-- Problem --
Reproduce the first line of the entries that follow and each later line, word for word, ending with the one containing "use clap::Parser;".

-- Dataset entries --
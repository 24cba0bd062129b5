//! 模拟订单生产者
//!
//! 按固定间隔生成随机订单并发布到 Kafka，按比例注入非法订单，
//! 用于驱动订单服务的摄取与校验链路。

pub mod cli;
pub mod generator;
pub mod sender;
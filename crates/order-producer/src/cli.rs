//! 命令行参数
//!
//! 未显式指定的参数取自配置文件（`producer` 与 `kafka` 段）。

use clap::Parser;
use order_shared::config::AppConfig;

/// 模拟订单生产者
#[derive(Parser, Debug)]
#[command(name = "order-producer")]
#[command(version, about = "向 Kafka 持续发送模拟订单")]
pub struct Cli {
    /// Kafka brokers 地址
    #[arg(long)]
    pub brokers: Option<String>,

    /// 目标 topic
    #[arg(long)]
    pub topic: Option<String>,

    /// 发送间隔（毫秒，至少为 1）
    #[arg(long, value_parser = clap::value_parser!(u64).range(1..))]
    pub interval_ms: Option<u64>,

    /// 发送数量，缺省为持续发送
    #[arg(long)]
    pub count: Option<u64>,

    /// 非法订单比例（0-100）
    #[arg(long, value_parser = clap::value_parser!(u8).range(0..=100))]
    pub invalid_percent: Option<u8>,
}

impl Cli {
    /// 命令行参数覆盖配置
    pub fn apply(&self, config: &mut AppConfig) {
        if let Some(brokers) = &self.brokers {
            config.kafka.brokers = brokers.clone();
        }
        if let Some(topic) = &self.topic {
            config.kafka.topic = topic.clone();
        }
        if let Some(interval_ms) = self.interval_ms {
            config.producer.interval_ms = interval_ms;
        }
        if self.count.is_some() {
            config.producer.count = self.count;
        }
        if let Some(percent) = self.invalid_percent {
            config.producer.invalid_percent = percent;
        }
    }
}
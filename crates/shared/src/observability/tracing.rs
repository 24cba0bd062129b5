//! 日志与分布式追踪初始化
//!
//! fmt 层输出日志（pretty 或 json），配置了 OTLP 端点时额外挂载
//! OpenTelemetry 层，将 span 批量导出到 Jaeger/Tempo 等后端。

use anyhow::Result;
use opentelemetry::trace::TracerProvider as _;
use opentelemetry_otlp::WithExportConfig;
use opentelemetry_sdk::{
    Resource,
    trace::{RandomIdGenerator, Sampler, SdkTracerProvider},
};
use tracing_subscriber::{
    EnvFilter, Layer,
    fmt::{self, format::FmtSpan},
    layer::SubscriberExt,
    util::SubscriberInitExt,
};

use super::ObservabilityConfig;

/// Tracing 资源守卫
///
/// 持有 TracerProvider，在 Drop 时优雅关闭并刷新待发送的 span。
pub struct TracingGuard {
    provider: Option<SdkTracerProvider>,
}

impl Drop for TracingGuard {
    fn drop(&mut self) {
        if let Some(provider) = self.provider.take()
            && let Err(e) = provider.shutdown()
        {
            eprintln!("Error shutting down tracer provider: {:?}", e);
        }
    }
}

/// 构建日志过滤器：RUST_LOG 优先，其次是配置的级别
fn env_filter(config: &ObservabilityConfig) -> EnvFilter {
    EnvFilter::try_from_default_env()
        .or_else(|_| EnvFilter::try_new(&config.log_level))
        .unwrap_or_else(|_| EnvFilter::new("info"))
}

/// 初始化 tracing（日志 + 追踪）
pub fn init(config: &ObservabilityConfig) -> Result<TracingGuard> {
    let fmt_layer = if config.json_logs() {
        fmt::layer()
            .json()
            .with_span_events(FmtSpan::CLOSE)
            .with_target(true)
            .with_thread_ids(true)
            .boxed()
    } else {
        fmt::layer()
            .with_target(true)
            .with_thread_ids(false)
            .with_ansi(true)
            .boxed()
    };

    let (otel_layer, provider) = match &config.otlp_endpoint {
        Some(endpoint) if !endpoint.is_empty() => {
            let provider = init_tracer_provider(&config.service_name, endpoint)?;
            let tracer = provider.tracer(config.service_name.clone());
            let otel_layer = tracing_opentelemetry::layer().with_tracer(tracer);
            (Some(otel_layer), Some(provider))
        }
        _ => (None, None),
    };

    tracing_subscriber::registry()
        .with(env_filter(config))
        .with(fmt_layer)
        .with(otel_layer)
        .try_init()?;

    Ok(TracingGuard { provider })
}

/// 初始化 OpenTelemetry TracerProvider
fn init_tracer_provider(service_name: &str, endpoint: &str) -> Result<SdkTracerProvider> {
    let exporter = opentelemetry_otlp::SpanExporter::builder()
        .with_tonic()
        .with_endpoint(endpoint)
        .build()?;

    let provider = SdkTracerProvider::builder()
        .with_batch_exporter(exporter)
        .with_sampler(Sampler::AlwaysOn)
        .with_id_generator(RandomIdGenerator::default())
        .with_resource(
            Resource::builder()
                .with_service_name(service_name.to_string())
                .build(),
        )
        .build();

    opentelemetry::global::set_tracer_provider(provider.clone());

    Ok(provider)
}
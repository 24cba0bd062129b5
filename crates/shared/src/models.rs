//! 订单聚合模型
//!
//! Kafka 消息、数据库行与 HTTP 响应共用同一套结构。字段级约束通过
//! validator derive 声明，跨字段的聚合一致性由 `validate_aggregate` 检查。

use std::borrow::Cow;
use std::sync::LazyLock;

use chrono::{DateTime, SubsecRound, Utc};
use regex::Regex;
use serde::{Deserialize, Deserializer, Serialize};
use validator::{Validate, ValidationError};

static CURRENCY_RE: LazyLock<Regex> =
    LazyLock::new(|| Regex::new(r"^[A-Z]{3}$").expect("currency pattern is valid"));

/// 订单聚合根
///
/// `order_uid` 全局唯一，也是缓存键。
#[derive(Debug, Clone, PartialEq, Serialize, Deserialize, Validate)]
#[validate(schema(function = "validate_aggregate", skip_on_field_errors = false))]
pub struct Order {
    #[validate(length(min = 10, max = 50, message = "order_uid 长度必须在10-50之间"))]
    pub order_uid: String,

    #[validate(
        length(min = 1, max = 50, message = "track_number 不能为空且不超过50字符"),
        custom(function = "validate_alphanumeric")
    )]
    pub track_number: String,

    #[validate(length(min = 1, max = 10, message = "entry 不能为空且不超过10字符"))]
    pub entry: String,

    #[validate(nested)]
    pub delivery: Delivery,

    #[validate(nested)]
    pub payment: Payment,

    #[validate(length(min = 1, max = 100, message = "items 数量必须在1-100之间"), nested)]
    pub items: Vec<Item>,

    #[validate(length(equal = 2, message = "locale 必须是2个字符"))]
    pub locale: String,

    #[serde(default)]
    #[validate(length(max = 255))]
    pub internal_signature: String,

    #[serde(default)]
    #[validate(length(max = 50))]
    pub customer_id: String,

    #[serde(default)]
    #[validate(length(max = 50))]
    pub delivery_service: String,

    #[serde(default)]
    #[validate(length(max = 10))]
    pub shardkey: String,

    #[validate(range(min = 0, max = 999, message = "sm_id 必须在0-999之间"))]
    pub sm_id: i32,

    /// 反序列化时截断到微秒，与 TIMESTAMPTZ 精度一致
    #[serde(deserialize_with = "deserialize_store_precision")]
    pub date_created: DateTime<Utc>,

    #[serde(default)]
    #[validate(length(max = 10))]
    pub oof_shard: String,
}

/// 配送信息，存储时以所属订单的 order_uid 为主键
#[derive(Debug, Clone, PartialEq, Serialize, Deserialize, Validate, sqlx::FromRow)]
pub struct Delivery {
    #[validate(length(min = 1, max = 100, message = "收件人不能为空且不超过100字符"))]
    pub name: String,

    #[validate(length(min = 1, max = 20))]
    pub phone: String,

    #[validate(length(min = 1, max = 20))]
    pub zip: String,

    #[validate(length(min = 1, max = 50))]
    pub city: String,

    #[validate(length(min = 1, max = 100))]
    pub address: String,

    #[validate(length(min = 1, max = 50))]
    pub region: String,

    #[validate(email(message = "email 格式不正确"), length(max = 100))]
    pub email: String,
}

/// 支付信息，`transaction` 即订单号
#[derive(Debug, Clone, PartialEq, Serialize, Deserialize, Validate, sqlx::FromRow)]
pub struct Payment {
    #[validate(length(min = 10, max = 50))]
    pub transaction: String,

    #[serde(default)]
    #[validate(length(max = 50))]
    pub request_id: String,

    #[validate(regex(path = *CURRENCY_RE, message = "currency 必须是 ISO 4217 三位大写代码"))]
    pub currency: String,

    #[validate(length(min = 1, max = 50))]
    pub provider: String,

    #[validate(range(min = 0, max = 10_000_000, message = "amount 必须在0-10000000之间"))]
    pub amount: i32,

    #[validate(range(min = 0))]
    pub payment_dt: i64,

    #[validate(length(min = 1, max = 50))]
    pub bank: String,

    #[validate(range(min = 0, max = 1_000_000))]
    pub delivery_cost: i32,

    #[validate(range(min = 0, max = 1_000_000))]
    pub goods_total: i32,

    #[serde(default)]
    #[validate(range(min = 0, max = 1_000_000))]
    pub custom_fee: i32,
}

/// 订单商品，通过 `track_number` 关联订单
#[derive(Debug, Clone, PartialEq, Serialize, Deserialize, Validate, sqlx::FromRow)]
pub struct Item {
    #[validate(range(min = 1))]
    pub chrt_id: i64,

    #[validate(length(min = 1, max = 50), custom(function = "validate_alphanumeric"))]
    pub track_number: String,

    #[validate(range(min = 0, max = 1_000_000))]
    pub price: i32,

    #[validate(length(min = 1, max = 50))]
    pub rid: String,

    #[validate(length(min = 1, max = 100))]
    pub name: String,

    #[validate(range(min = 0, max = 100))]
    pub sale: i32,

    #[serde(default)]
    #[validate(length(max = 10))]
    pub size: String,

    #[validate(range(min = 0, max = 1_000_000))]
    pub total_price: i32,

    #[validate(range(min = 1))]
    pub nm_id: i64,

    #[serde(default)]
    #[validate(length(max = 100))]
    pub brand: String,

    #[validate(range(min = 0, max = 999))]
    pub status: i32,
}

/// 截断到存储精度（微秒）
///
/// PostgreSQL 的 TIMESTAMPTZ 只保留微秒，截断后的订单经过数据库往返仍逐字段相等。
pub fn to_store_precision(timestamp: DateTime<Utc>) -> DateTime<Utc> {
    timestamp.trunc_subsecs(6)
}

fn deserialize_store_precision<'de, D>(deserializer: D) -> Result<DateTime<Utc>, D::Error>
where
    D: Deserializer<'de>,
{
    DateTime::<Utc>::deserialize(deserializer).map(to_store_precision)
}

fn validate_alphanumeric(value: &str) -> Result<(), ValidationError> {
    if value.chars().all(char::is_alphanumeric) {
        Ok(())
    } else {
        Err(ValidationError::new("alphanumeric").with_message(Cow::Borrowed("只能包含字母和数字")))
    }
}

/// 聚合一致性：支付流水号与订单号一致，所有商品归属本订单的 track_number
fn validate_aggregate(order: &Order) -> Result<(), ValidationError> {
    if order.payment.transaction != order.order_uid {
        return Err(ValidationError::new("transaction_mismatch")
            .with_message(Cow::Borrowed("payment.transaction 必须等于 order_uid")));
    }
    if order
        .items
        .iter()
        .any(|item| item.track_number != order.track_number)
    {
        return Err(ValidationError::new("track_number_mismatch")
            .with_message(Cow::Borrowed("items 的 track_number 必须等于订单 track_number")));
    }
    Ok(())
}
//! 统一错误处理模块
//!
//! 定义订单管道中所有共享的错误类型，使用 thiserror 提供良好的错误信息。
//! 每个错误都可以被归类为瞬时（可重试）或永久（不可重试），
//! 消费者依据该分类决定重试还是直接提交偏移量。

use thiserror::Error;

use crate::retry::{ErrorClass, classify_message};

/// 订单系统错误类型
#[derive(Debug, Error)]
pub enum OrderError {
    // ==================== 数据库错误 ====================
    #[error("database error: {0}")]
    Database(#[from] sqlx::Error),

    #[error("order {order_uid} not found")]
    NotFound { order_uid: String },

    #[error("order {order_uid} already exists")]
    AlreadyExists { order_uid: String },

    /// 订单行存在，但关联的 delivery/payment/items 读取失败
    #[error("order {order_uid} has partial data: {part} unavailable ({reason})")]
    PartialData {
        order_uid: String,
        part: &'static str,
        reason: String,
    },

    // ==================== 消息错误 ====================
    #[error("payload parse failed: {0}")]
    Parse(String),

    #[error("validation failed: {0}")]
    Validation(String),

    #[error("kafka error: {0}")]
    Kafka(String),

    // ==================== 通用错误 ====================
    #[error("config error: {0}")]
    Config(String),

    #[error("internal error: {0}")]
    Internal(String),
}

/// 错误结果类型别名
pub type Result<T> = std::result::Result<T, OrderError>;

/// 瞬时的 SQLSTATE：序列化失败、死锁、锁等待、连接数耗尽、语句取消、数据库启动中
const TRANSIENT_SQLSTATES: &[&str] = &["40001", "40P01", "55P03", "53300", "57014", "57P03"];

impl OrderError {
    /// 获取错误码
    pub fn code(&self) -> &'static str {
        match self {
            Self::Database(_) => "DATABASE_ERROR",
            Self::NotFound { .. } => "NOT_FOUND",
            Self::AlreadyExists { .. } => "ALREADY_EXISTS",
            Self::PartialData { .. } => "PARTIAL_DATA",
            Self::Parse(_) => "PARSE_ERROR",
            Self::Validation(_) => "VALIDATION_ERROR",
            Self::Kafka(_) => "KAFKA_ERROR",
            Self::Config(_) => "CONFIG_ERROR",
            Self::Internal(_) => "INTERNAL_ERROR",
        }
    }

    /// 错误分类
    ///
    /// 优先按类型判断；只有无法从类型得出结论的错误才退回到错误文本匹配。
    pub fn class(&self) -> ErrorClass {
        match self {
            Self::NotFound { .. }
            | Self::AlreadyExists { .. }
            | Self::PartialData { .. }
            | Self::Parse(_)
            | Self::Validation(_)
            | Self::Config(_) => ErrorClass::Permanent,
            Self::Kafka(_) => ErrorClass::Transient,
            Self::Database(err) => classify_sqlx(err),
            Self::Internal(msg) => classify_message(msg),
        }
    }

    /// 是否为可重试错误
    pub fn is_retryable(&self) -> bool {
        self.class() == ErrorClass::Transient
    }
}

fn classify_sqlx(err: &sqlx::Error) -> ErrorClass {
    match err {
        sqlx::Error::PoolTimedOut
        | sqlx::Error::PoolClosed
        | sqlx::Error::Io(_)
        | sqlx::Error::WorkerCrashed => ErrorClass::Transient,
        sqlx::Error::RowNotFound
        | sqlx::Error::ColumnNotFound(_)
        | sqlx::Error::ColumnDecode { .. }
        | sqlx::Error::Decode(_)
        | sqlx::Error::TypeNotFound { .. } => ErrorClass::Permanent,
        sqlx::Error::Database(db_err) => match db_err.code() {
            // 23xxx 完整性约束，42501 权限不足
            Some(code) if code.starts_with("23") || code == "42501" => ErrorClass::Permanent,
            // 08xxx 连接异常
            Some(code) if code.starts_with("08") => ErrorClass::Transient,
            Some(code) if TRANSIENT_SQLSTATES.contains(&&*code) => ErrorClass::Transient,
            _ => classify_message(db_err.message()),
        },
        other => classify_message(&other.to_string()),
    }
}

#[cfg(test)]
mod tests {
    use super::*;

    #[test]
    fn test_error_code() {
        let err = OrderError::NotFound {
            order_uid: "ABCDEFGHIJ".to_string(),
        };
        assert_eq!(err.code(), "NOT_FOUND");
        assert_eq!(err.to_string(), "order ABCDEFGHIJ not found");
    }

    #[test]
    fn test_is_retryable() {
        let db_err = OrderError::Database(sqlx::Error::PoolTimedOut);
        assert!(db_err.is_retryable());

        let exists = OrderError::AlreadyExists {
            order_uid: "ABCDEFGHIJ".to_string(),
        };
        assert!(!exists.is_retryable());

        let validation = OrderError::Validation("track_number".to_string());
        assert!(!validation.is_retryable());
    }

    #[test]
    fn test_io_error_is_transient() {
        let io = std::io::Error::new(std::io::ErrorKind::ConnectionRefused, "connection refused");
        let err = OrderError::Database(sqlx::Error::Io(io));
        assert_eq!(err.class(), ErrorClass::Transient);
    }

    #[test]
    fn test_internal_falls_back_to_message() {
        assert_eq!(
            OrderError::Internal("dial tcp: connection refused".to_string()).class(),
            ErrorClass::Transient
        );
        assert_eq!(
            OrderError::Internal("something odd happened".to_string()).class(),
            ErrorClass::Permanent
        );
    }
}
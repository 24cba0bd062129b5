//! 共享库
//!
//! 包含订单服务与订单生产者共用的配置、错误处理、数据模型、数据库连接、
//! Kafka、重试策略、优雅关闭与可观测性等基础设施代码。

pub mod config;
pub mod database;
pub mod error;
pub mod kafka;
pub mod models;
pub mod observability;
pub mod retry;
pub mod shutdown;
pub mod test_utils;
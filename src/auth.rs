//! Identifiers, permission queries, and the authorization contract.

pub mod id;
pub mod permission;

pub use id::*;
pub use permission::*;
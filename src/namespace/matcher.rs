//! Anchored `*` wildcard matching for override identifiers.

// self
use crate::_prelude::*;

/// Token that matches zero or more characters.
pub const WILDCARD: char = '*';

const PATTERN_MAX_LEN: usize = 255;

/// Errors produced for patterns that cannot be evaluated.
#[derive(Clone, Debug, PartialEq, Eq, Serialize, Deserialize, ThisError)]
pub enum PatternError {
	/// Empty patterns never describe a usable override.
	#[error("Wildcard pattern cannot be empty.")]
	Empty,
	/// Pattern exceeded the supported length.
	#[error("Wildcard pattern exceeds {max} bytes.")]
	TooLong {
		/// Maximum permitted byte length.
		max: usize,
	},
}

/// Returns true when the pattern contains at least one wildcard token.
pub fn is_wildcard(pattern: &str) -> bool {
	pattern.contains(WILDCARD)
}

/// Checks whether `identifier` matches `pattern` in full.
///
/// Each `*` matches any run of characters, including an empty one; every other character must
/// match literally. The literal run before the first `*` anchors the start and the run after the
/// last `*` anchors the end. Runs in between are taken at their leftmost occurrence, which is
/// enough because a `*` on either side absorbs whatever a later choice would have skipped.
pub fn matches(identifier: &str, pattern: &str) -> Result<bool, PatternError> {
	validate(pattern)?;

	let segments: Vec<&str> = pattern.split(WILDCARD).collect();
	let Some((head, rest)) = segments.split_first() else {
		return Ok(false);
	};
	let Some(remaining) = identifier.strip_prefix(head) else {
		return Ok(false);
	};
	let Some((tail, middle)) = rest.split_last() else {
		return Ok(remaining.is_empty());
	};
	let Some(mut remaining) = remaining.strip_suffix(tail) else {
		return Ok(false);
	};

	for segment in middle {
		match remaining.find(segment) {
			Some(at) => remaining = &remaining[at + segment.len()..],
			None => return Ok(false),
		}
	}

	Ok(true)
}

fn validate(pattern: &str) -> Result<(), PatternError> {
	match pattern.len() {
		0 => Err(PatternError::Empty),
		len if len > PATTERN_MAX_LEN => Err(PatternError::TooLong { max: PATTERN_MAX_LEN }),
		_ => Ok(()),
	}
}
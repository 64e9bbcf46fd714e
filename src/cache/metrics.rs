// std
use std::sync::atomic::{AtomicU64, Ordering};
// self
use crate::obs::{self, CacheOutcome};

/// Thread-safe counters for namespace cache lookups.
#[derive(Debug, Default)]
pub struct CacheMetrics {
	fresh: AtomicU64,
	stale: AtomicU64,
	negative: AtomicU64,
	misses: AtomicU64,
	loads: AtomicU64,
	evictions: AtomicU64,
}
impl CacheMetrics {
	/// Lookups served from a fresh entry.
	pub fn fresh_hits(&self) -> u64 {
		self.fresh.load(Ordering::Relaxed)
	}

	/// Lookups served from a stale entry while a refresh ran in the background.
	pub fn stale_hits(&self) -> u64 {
		self.stale.load(Ordering::Relaxed)
	}

	/// Lookups answered by a cached "does not exist" entry.
	pub fn negative_hits(&self) -> u64 {
		self.negative.load(Ordering::Relaxed)
	}

	/// Lookups that found no usable entry.
	pub fn misses(&self) -> u64 {
		self.misses.load(Ordering::Relaxed)
	}

	/// Store reads issued by the cache (a batch read counts once).
	pub fn loads(&self) -> u64 {
		self.loads.load(Ordering::Relaxed)
	}

	/// Entries evicted to respect the capacity bound.
	pub fn evictions(&self) -> u64 {
		self.evictions.load(Ordering::Relaxed)
	}

	pub(crate) fn record(&self, outcome: CacheOutcome) {
		let counter = match outcome {
			CacheOutcome::Fresh => &self.fresh,
			CacheOutcome::Stale => &self.stale,
			CacheOutcome::Negative => &self.negative,
			CacheOutcome::Miss => &self.misses,
		};

		counter.fetch_add(1, Ordering::Relaxed);
		obs::record_cache_lookup(outcome);
	}

	pub(crate) fn record_load(&self) {
		self.loads.fetch_add(1, Ordering::Relaxed);
	}

	pub(crate) fn record_eviction(&self) {
		self.evictions.fetch_add(1, Ordering::Relaxed);
	}
}
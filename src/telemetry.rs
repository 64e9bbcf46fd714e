//! Fire-and-forget buffering of per-check rate-limit events.

// std
use std::sync::atomic::{AtomicU64, Ordering};
// self
use crate::{
	_prelude::*,
	auth::{NamespaceId, OverrideId, WorkspaceId},
};

/// Event buffered after every evaluated check.
#[derive(Clone, Debug, PartialEq, Eq, Serialize, Deserialize)]
pub struct RatelimitEvent {
	/// Request the check belonged to.
	pub request_id: String,
	/// Workspace of the caller.
	pub workspace_id: WorkspaceId,
	/// Instant the check was evaluated at.
	pub time: OffsetDateTime,
	/// Namespace the check ran in.
	pub namespace_id: NamespaceId,
	/// Identifier that was limited.
	pub identifier: String,
	/// Whether the check passed.
	pub passed: bool,
	/// Time spent in the limiter; batch checks report an equal share of the batch latency.
	pub latency: Duration,
	/// Override applied, if any.
	pub override_id: Option<OverrideId>,
	/// Effective limit after the check.
	pub limit: u64,
	/// Remaining units after the check.
	pub remaining: u64,
	/// Instant the window resets.
	pub reset_at: OffsetDateTime,
}

/// Destination for [`RatelimitEvent`]s.
///
/// Implementations must return promptly and never fail; losing an event is preferable to delaying
/// a response.
pub trait TelemetrySink
where
	Self: Send + Sync,
{
	/// Queues an event for asynchronous delivery.
	fn buffer(&self, event: RatelimitEvent);
}

/// Sink that discards every event.
#[derive(Clone, Copy, Debug, Default)]
pub struct NoopTelemetry;
impl TelemetrySink for NoopTelemetry {
	fn buffer(&self, _: RatelimitEvent) {}
}

/// Bounded in-memory sink; events beyond capacity are dropped and counted.
#[derive(Debug)]
pub struct MemoryTelemetry {
	capacity: usize,
	events: Mutex<Vec<RatelimitEvent>>,
	dropped: AtomicU64,
}
impl MemoryTelemetry {
	/// Creates a sink that keeps at most `capacity` events.
	pub fn with_capacity(capacity: usize) -> Self {
		Self { capacity, events: Mutex::new(Vec::new()), dropped: AtomicU64::new(0) }
	}

	/// Snapshot of the buffered events in arrival order.
	pub fn events(&self) -> Vec<RatelimitEvent> {
		self.events.lock().clone()
	}

	/// Removes and returns every buffered event.
	pub fn drain(&self) -> Vec<RatelimitEvent> {
		std::mem::take(&mut *self.events.lock())
	}

	/// Number of events dropped because the buffer was full.
	pub fn dropped(&self) -> u64 {
		self.dropped.load(Ordering::Relaxed)
	}
}
impl TelemetrySink for MemoryTelemetry {
	fn buffer(&self, event: RatelimitEvent) {
		let mut events = self.events.lock();

		if events.len() >= self.capacity {
			self.dropped.fetch_add(1, Ordering::Relaxed);
		} else {
			events.push(event);
		}
	}
}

-- Written reply --
repository 24cba0bd062129b5
//! 模拟订单生产者
//!
//! 按固定间隔生成随机订单并发布到 Kafka，按比例注入非法订单，
//! 用于驱动订单服务的摄取与校验链路。

pub mod cli;
pub mod generator;
pub mod sender;
filename crates/order-producer/src/cli.rs
//! 命令行参数
//!
//! 未显式指定的参数取自配置文件（`producer` 与 `kafka` 段）。

use clap::Parser;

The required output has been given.